- [Work request]
Your response should be every line from the entries that includes the string "CrowdSettings".
[Material for this exercise]
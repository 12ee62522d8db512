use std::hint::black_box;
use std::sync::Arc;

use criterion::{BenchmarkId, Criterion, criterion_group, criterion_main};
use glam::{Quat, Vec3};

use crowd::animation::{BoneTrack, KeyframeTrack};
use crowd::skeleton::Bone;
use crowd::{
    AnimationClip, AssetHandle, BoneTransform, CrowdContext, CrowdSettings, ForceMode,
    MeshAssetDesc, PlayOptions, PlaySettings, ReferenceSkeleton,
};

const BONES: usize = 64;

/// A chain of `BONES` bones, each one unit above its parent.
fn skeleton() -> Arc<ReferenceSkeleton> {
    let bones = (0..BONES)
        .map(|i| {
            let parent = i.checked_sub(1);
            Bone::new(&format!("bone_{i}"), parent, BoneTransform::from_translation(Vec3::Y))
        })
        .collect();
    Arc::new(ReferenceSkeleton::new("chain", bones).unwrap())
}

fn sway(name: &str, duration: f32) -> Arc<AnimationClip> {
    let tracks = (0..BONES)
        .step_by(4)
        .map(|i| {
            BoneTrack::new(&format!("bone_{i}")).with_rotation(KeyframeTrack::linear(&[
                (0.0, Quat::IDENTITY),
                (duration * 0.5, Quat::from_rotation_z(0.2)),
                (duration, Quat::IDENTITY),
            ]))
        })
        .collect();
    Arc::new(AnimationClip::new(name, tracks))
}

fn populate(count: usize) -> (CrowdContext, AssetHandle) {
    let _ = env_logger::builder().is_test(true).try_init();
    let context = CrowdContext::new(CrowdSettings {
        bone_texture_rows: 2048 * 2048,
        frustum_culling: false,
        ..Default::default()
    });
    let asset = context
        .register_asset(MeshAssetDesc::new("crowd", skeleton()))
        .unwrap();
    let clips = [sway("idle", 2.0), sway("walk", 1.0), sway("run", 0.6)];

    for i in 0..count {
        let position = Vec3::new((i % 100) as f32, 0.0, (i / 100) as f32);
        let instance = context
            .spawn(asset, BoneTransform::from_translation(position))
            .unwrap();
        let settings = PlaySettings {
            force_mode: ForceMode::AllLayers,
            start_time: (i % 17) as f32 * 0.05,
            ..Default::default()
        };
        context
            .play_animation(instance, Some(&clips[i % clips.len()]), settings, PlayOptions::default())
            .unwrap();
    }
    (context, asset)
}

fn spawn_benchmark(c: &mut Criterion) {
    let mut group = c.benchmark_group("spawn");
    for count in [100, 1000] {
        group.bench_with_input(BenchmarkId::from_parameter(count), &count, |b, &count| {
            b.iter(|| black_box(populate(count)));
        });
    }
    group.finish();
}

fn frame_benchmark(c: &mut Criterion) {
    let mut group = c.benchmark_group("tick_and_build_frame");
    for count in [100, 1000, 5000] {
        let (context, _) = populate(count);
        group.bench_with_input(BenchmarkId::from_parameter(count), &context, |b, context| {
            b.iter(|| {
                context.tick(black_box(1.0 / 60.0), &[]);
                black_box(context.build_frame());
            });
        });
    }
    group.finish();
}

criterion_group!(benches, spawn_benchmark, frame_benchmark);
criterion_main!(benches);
[/Material for this exercise]
- [Response]
    AnimationClip, AssetHandle, BoneTransform, CrowdContext, CrowdSettings, ForceMode,
    let context = CrowdContext::new(CrowdSettings {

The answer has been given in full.